Lesson Learned: Don’t Make Waves?

The dangerous way up from Go Haceem blog

Desirée Rogers has been on my mind lately. She was the White House social secretary who was forced to resign because some publicity hounds crashed a state dinner. I understand the security problems involved, but it’s the mistake part I’m interested in. In my newsletter (you can subscribe by clicking on the Yahoo button over on the right side of the blog) I said that her mistake was sitting down at the dinner, trying to be one of the cool kids, when her job was something else. (I’m still not clear how come a security error wound up in her lap. I suspect it was because she sat down at the State Dinner and that rankled.)

One of the newsletter readers made a brilliant observation–Desirée Rogers should have been allowed to stay because she would never, ever make that mistake again, would have learned something valuable, and would have been a better employee.

I’m a big proponent of learning from mistakes, it’s unfortunately the way most of us learn best. We never think, “Wow, that presentation really went well. Was it because I practiced or because I decided not to use a PowerPoint or studied up on potential questions?” Nope. If we do well, we feel lucky. But we learn more from mistakes.

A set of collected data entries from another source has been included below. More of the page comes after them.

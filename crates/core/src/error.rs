//! Error types for the knowledge-base assistant.
//!
//! This module defines a unified error enum that covers every error
//! category in the application: configuration, I/O, the generation and
//! embedding capabilities, persistence, ingestion and prompt rendering.

use thiserror::Error;

/// Generic reply shown to an end user when answering fails.
pub const CHAT_FAILURE_MESSAGE: &str =
    "Sorry, something went wrong while generating an answer. Please try again.";

/// Shown when a conversation log cannot be read back.
pub const HISTORY_FAILURE_MESSAGE: &str = "Cannot load history";

/// Unified error type for the knowledge-base assistant.
///
/// All fallible functions return `Result<T, AppError>`.
/// We never panic; errors must be represented and propagated.
#[derive(Error, Debug)]
pub enum AppError {
    /// Configuration-related errors
    #[error("Configuration error: {0}")]
    Config(String),

    /// I/O and filesystem errors
    #[error("I/O error: {0}")]
    Io(#[from] std::io::Error),

    /// Text-generation provider errors
    #[error("LLM error: {0}")]
    Llm(String),

    /// Knowledge base errors not covered by a more specific variant
    #[error("Knowledge error: {0}")]
    Knowledge(String),

    /// Prompt system errors
    #[error("Prompt error: {0}")]
    Prompt(String),

    /// Malformed caller input (e.g. neither text nor image supplied)
    #[error("Invalid request: {0}")]
    InvalidRequest(String),

    /// A document that must not be persisted
    #[error("Invalid document: {0}")]
    InvalidDocument(String),

    /// Text could not be extracted from an uploaded file
    #[error("Extraction error: {0}")]
    Extraction(String),

    /// The embedding capability is missing or failed to load
    #[error("Embedding unavailable: {0}")]
    EmbeddingUnavailable(String),

    /// An embedding call exceeded its deadline
    #[error("Embedding timed out after {0}s")]
    EmbeddingTimeout(u64),

    /// A generation call exceeded its deadline
    #[error("Generation timed out after {0}s")]
    GenerationTimeout(u64),

    /// Document or message storage failure
    #[error("Persistence error: {0}")]
    Persistence(String),

    /// Serialization/deserialization errors
    #[error("Serialization error: {0}")]
    Serialization(String),

    /// Generic errors
    #[error("{0}")]
    Other(String),
}

impl AppError {
    /// Whether the failure is transient (a deadline was hit).
    ///
    /// Transient failures are surfaced to the user but never retried
    /// automatically.
    pub fn is_timeout(&self) -> bool {
        matches!(
            self,
            AppError::EmbeddingTimeout(_) | AppError::GenerationTimeout(_)
        )
    }

    /// Safe, user-facing text for the chat path.
    ///
    /// Internal detail is never echoed; every pipeline failure collapses to
    /// one generic message.
    pub fn user_message(&self) -> &'static str {
        CHAT_FAILURE_MESSAGE
    }

    /// Safe, user-facing text for the ingestion path.
    ///
    /// Only category information leaks: a parsing issue, a validation
    /// message we wrote ourselves, or a generic failure.
    pub fn ingest_message(&self) -> String {
        match self {
            AppError::Extraction(_) => "PDF parsing issue".to_string(),
            AppError::InvalidDocument(msg) | AppError::InvalidRequest(msg) => msg.clone(),
            _ => "Upload failed".to_string(),
        }
    }
}

impl From<serde_json::Error> for AppError {
    fn from(err: serde_json::Error) -> Self {
        AppError::Serialization(err.to_string())
    }
}

impl From<serde_yaml::Error> for AppError {
    fn from(err: serde_yaml::Error) -> Self {
        AppError::Serialization(err.to_string())
    }
}

impl From<rusqlite::Error> for AppError {
    fn from(err: rusqlite::Error) -> Self {
        AppError::Persistence(err.to_string())
    }
}

/// Convenience type alias for Results with AppError.
pub type AppResult<T> = Result<T, AppError>;
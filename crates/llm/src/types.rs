//! Provider and attachment types.

use base64::Engine;
use kbase_core::{AppError, AppResult};
use serde::{Deserialize, Serialize};
use std::path::Path;

/// Provider type enum for matching.
#[derive(Debug, Clone, Copy, PartialEq, Eq)]
pub enum ProviderType {
    Ollama,
    Gemini,
}

impl ProviderType {
    /// Parse provider type from string.
    pub fn parse(s: &str) -> Option<Self> {
        match s.to_lowercase().as_str() {
            "ollama" => Some(Self::Ollama),
            "gemini" | "google" => Some(Self::Gemini),
            _ => None,
        }
    }

    /// Get the canonical provider name.
    pub fn as_str(&self) -> &'static str {
        match self {
            Self::Ollama => "ollama",
            Self::Gemini => "gemini",
        }
    }
}

/// Binary image sent alongside a question.
#[derive(Debug, Clone, PartialEq, Serialize, Deserialize)]
pub struct ImageAttachment {
    /// MIME type, e.g. "image/png"
    pub mime_type: String,

    /// Raw image bytes
    #[serde(skip)]
    pub data: Vec<u8>,
}

impl ImageAttachment {
    pub fn new(mime_type: impl Into<String>, data: Vec<u8>) -> Self {
        Self {
            mime_type: mime_type.into(),
            data,
        }
    }

    /// Read an image from disk, inferring its MIME type from the extension.
    pub fn from_file(path: &Path) -> AppResult<Self> {
        let mime_type = mime_from_extension(path).ok_or_else(|| {
            AppError::InvalidRequest(format!("Unsupported image type: {:?}", path))
        })?;
        let data = std::fs::read(path)?;
        Ok(Self::new(mime_type, data))
    }

    /// Standard base64 encoding of the image bytes, as providers expect.
    pub fn to_base64(&self) -> String {
        base64::engine::general_purpose::STANDARD.encode(&self.data)
    }
}

fn mime_from_extension(path: &Path) -> Option<&'static str> {
    let ext = path.extension()?.to_str()?.to_ascii_lowercase();
    match ext.as_str() {
        "png" => Some("image/png"),
        "jpg" | "jpeg" => Some("image/jpeg"),
        "webp" => Some("image/webp"),
        "gif" => Some("image/gif"),
        _ => None,
    }
}
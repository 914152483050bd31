//! Ask command handler.
//!
//! Runs one question cycle through the chat pipeline and prints the bot's
//! reply. Both turns are recorded in the owner's history.

use super::print_json;
use clap::Args;
use kbase_core::AppResult;
use kbase_knowledge::Services;
use kbase_llm::ImageAttachment;
use std::path::PathBuf;

/// Ask a question answered from the knowledge base
#[derive(Args, Debug)]
pub struct AskCommand {
    /// The question to ask
    pub question: Option<String>,

    /// Conversation owner the turns are logged under
    #[arg(long, default_value = "cli")]
    pub owner: String,

    /// Attach an image (png, jpeg, webp, gif)
    #[arg(long)]
    pub image: Option<PathBuf>,

    /// Output the full exchange as JSON
    #[arg(long)]
    pub json: bool,
}

impl AskCommand {
    pub async fn execute(&self, services: &Services) -> AppResult<()> {
        tracing::info!(owner = %self.owner, has_image = self.image.is_some(), "Executing ask command");

        let image = self
            .image
            .as_deref()
            .map(ImageAttachment::from_file)
            .transpose()?;

        let question = self.question.as_deref().unwrap_or_default();
        let exchange = services.chat.send(&self.owner, question, image).await?;

        tracing::debug!(outcome = ?exchange.outcome, "Question answered");

        if self.json {
            print_json(&exchange)?;
        } else {
            println!("{}", exchange.bot_message.content);
        }

        Ok(())
    }
}
//! Retrieval: question embedding, document vectors and ranking.

use crate::embeddings::Embedder;
use crate::rank::{embedding_input, is_candidate, rank};
use crate::store::DocumentStore;
use crate::types::{Document, Match};
use futures::stream::{self, StreamExt, TryStreamExt};
use kbase_core::{AppResult, RetrievalSettings};
use std::sync::Arc;

/// Finds the documents that can ground an answer to a question.
pub struct Retriever {
    embedder: Arc<Embedder>,
    documents: Arc<dyn DocumentStore>,
    settings: RetrievalSettings,
}

impl Retriever {
    pub fn new(
        embedder: Arc<Embedder>,
        documents: Arc<dyn DocumentStore>,
        settings: RetrievalSettings,
    ) -> Self {
        Self {
            embedder,
            documents,
            settings,
        }
    }

    pub fn settings(&self) -> &RetrievalSettings {
        &self.settings
    }

    pub fn embedding_model(&self) -> &str {
        self.embedder.model_name()
    }

    /// Rank every stored document against `question`.
    ///
    /// Documents too short to ground an answer are dropped before any
    /// embedding work. Cached vectors are reused when they came from the
    /// active model; missing ones are computed with bounded concurrency and
    /// written back to the store.
    pub async fn retrieve(&self, question: &str) -> AppResult<Vec<Match>> {
        let query = self.embedder.embed(question).await?;

        let candidates: Vec<Document> = self
            .documents
            .find_all()
            .await?
            .into_iter()
            .filter(|doc| is_candidate(doc, &self.settings))
            .collect();

        tracing::info!(candidates = candidates.len(), "Ranking documents");

        // `buffered` keeps input order, so the ranking never depends on
        // which embedding call finishes first
        let scored: Vec<(Document, Vec<f32>)> = stream::iter(candidates)
            .map(|doc| self.document_vector(doc))
            .buffered(self.settings.concurrency.max(1))
            .try_collect()
            .await?;

        let matches = rank(&query, scored, &self.settings);

        tracing::info!(
            matches = matches.len(),
            top_similarity = ?matches.first().map(|m| m.similarity),
            "Retrieval complete"
        );

        Ok(matches)
    }

    /// Embed a document's leading slice and cache the result.
    ///
    /// A failed cache write is logged; the vector is still returned.
    pub async fn embed_document(&self, document: &Document) -> AppResult<Vec<f32>> {
        let input = embedding_input(&document.content, self.settings.embedding_input_chars);
        let vector = self.embedder.embed(input).await?;

        if let Err(e) = self
            .documents
            .set_embedding(&document.id, &vector, self.embedder.model_name())
            .await
        {
            tracing::warn!(doc_id = %document.id, "Failed to cache embedding: {}", e);
        }

        Ok(vector)
    }

    async fn document_vector(&self, mut document: Document) -> AppResult<(Document, Vec<f32>)> {
        if let Some(vector) = document
            .cached_embedding(self.embedder.model_name())
            .map(<[f32]>::to_vec)
        {
            return Ok((document, vector));
        }

        tracing::debug!(doc_id = %document.id, "Embedding document on read");
        let vector = self.embed_document(&document).await?;
        document.embedding = Some(vector.clone());
        document.embedding_model = Some(self.embedding_model().to_string());
        Ok((document, vector))
    }
}
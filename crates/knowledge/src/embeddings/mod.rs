//! Embedding service for the answering pipeline.
//!
//! [`Embedder`] is constructed once at startup and shared by ingestion and
//! retrieval. The underlying provider is loaded on the first `embed` call;
//! concurrent first calls are coalesced so the load happens exactly once,
//! and later calls read the loaded handle without locking.

pub mod config;
pub mod provider;
pub mod providers;

pub use config::EmbeddingConfig;
pub use provider::{create_provider, EmbeddingProvider};

use futures::future::BoxFuture;
use kbase_core::{AppError, AppResult};
use std::sync::Arc;
use std::time::Duration;
use tokio::sync::OnceCell;

/// Produces the provider on first use.
pub type ProviderLoader =
    Box<dyn Fn() -> BoxFuture<'static, AppResult<Arc<dyn EmbeddingProvider>>> + Send + Sync>;

/// Process-wide embedding service.
pub struct Embedder {
    config: EmbeddingConfig,
    provider: OnceCell<Arc<dyn EmbeddingProvider>>,
    loader: Option<ProviderLoader>,
}

impl std::fmt::Debug for Embedder {
    fn fmt(&self, f: &mut std::fmt::Formatter<'_>) -> std::fmt::Result {
        f.debug_struct("Embedder")
            .field("config", &self.config)
            .field("loaded", &self.is_loaded())
            .finish()
    }
}

impl Embedder {
    /// Embedder that loads the configured provider lazily.
    pub fn new(config: EmbeddingConfig) -> Self {
        let load_config = config.clone();
        Self::with_loader(config, move || {
            let config = load_config.clone();
            Box::pin(async move { create_provider(&config).await })
        })
    }

    /// Embedder with a custom load step.
    pub fn with_loader<F>(config: EmbeddingConfig, loader: F) -> Self
    where
        F: Fn() -> BoxFuture<'static, AppResult<Arc<dyn EmbeddingProvider>>> + Send + Sync + 'static,
    {
        Self {
            config,
            provider: OnceCell::new(),
            loader: Some(Box::new(loader)),
        }
    }

    /// Embedder around an already loaded provider.
    pub fn from_provider(mut config: EmbeddingConfig, provider: Arc<dyn EmbeddingProvider>) -> Self {
        config.model = provider.model_name().to_string();
        Self {
            config,
            provider: OnceCell::from(provider),
            loader: None,
        }
    }

    /// Model name recorded next to cached document vectors.
    pub fn model_name(&self) -> &str {
        &self.config.model
    }

    pub fn is_loaded(&self) -> bool {
        self.provider.initialized()
    }

    async fn provider(&self) -> AppResult<&Arc<dyn EmbeddingProvider>> {
        self.provider
            .get_or_try_init(|| async {
                let loader = self.loader.as_ref().ok_or_else(|| {
                    AppError::EmbeddingUnavailable("No embedding provider configured".to_string())
                })?;

                tracing::info!(
                    "Loading embedding provider '{}' (model: {})",
                    self.config.provider,
                    self.config.model
                );

                loader().await.map_err(into_unavailable)
            })
            .await
    }

    /// Embed one text.
    ///
    /// # Errors
    /// * `EmbeddingUnavailable` - the provider could not be loaded or failed
    /// * `EmbeddingTimeout` - the call exceeded the configured deadline
    pub async fn embed(&self, text: &str) -> AppResult<Vec<f32>> {
        let provider = self.provider().await?;
        let secs = self.config.timeout_secs;

        let vector = match tokio::time::timeout(Duration::from_secs(secs), provider.embed(text)).await
        {
            Ok(Ok(vector)) => vector,
            Ok(Err(e)) => return Err(into_unavailable(e)),
            Err(_) => {
                tracing::warn!("Embedding call exceeded {}s", secs);
                return Err(AppError::EmbeddingTimeout(secs));
            }
        };

        if vector.is_empty() {
            return Err(AppError::EmbeddingUnavailable(
                "Provider returned an empty vector".to_string(),
            ));
        }

        Ok(if self.config.normalize {
            l2_normalize(vector)
        } else {
            vector
        })
    }
}

fn into_unavailable(err: AppError) -> AppError {
    match err {
        AppError::EmbeddingUnavailable(_) | AppError::EmbeddingTimeout(_) => err,
        other => AppError::EmbeddingUnavailable(other.to_string()),
    }
}

/// Scale a vector to unit length; zero vectors are returned unchanged.
pub fn l2_normalize(mut vector: Vec<f32>) -> Vec<f32> {
    let norm = vector.iter().map(|x| x * x).sum::<f32>().sqrt();
    if norm > 0.0 {
        vector.iter_mut().for_each(|x| *x /= norm);
    }
    vector
}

Those people who don’t make mistakes are people who aren’t trying hard enough. Or who hide their mistakes or blame them on others. And those people, in many corporations, and in the government, are often the people who rise to the top. Or maybe I should say “float” to the top. By dodging mistakes, they look blameless. Notice I said blameless, not faultless. They dodge and weave the effects of their mistakes. Because they make lots of mistakes–everyone does–they learn how not to get caught. Then they believe the problem is getting caught, not making a mistake. Admitting the mistake would teach them something. Instead, they bury their learning experience. I’d respect someone who made a mistake and admitted it and knew how to fix it and prevent it.

Yes, some horrible person could have snuck into the state dinner and caused harm. The Secret Service and security is there to prevent that, not the social secretary. But consider corporations–middle managers are punished for mistakes they could learn from. Fired, in some cases. They learn to cover up to get another job. What does that teach them? Exactly my point–you get car recalls only when the cover up is discovered, not before.

It would be an excellent idea if corporations encouraged mistake-learning early, and promoted people who solved their own problems and had the integrity to admit mistakes and the problem-solving ability to prevent them from happening again. That’s someone to admire and promote.

Quinn McDonald is a trainer, writer and artist who is writing a book on journaling.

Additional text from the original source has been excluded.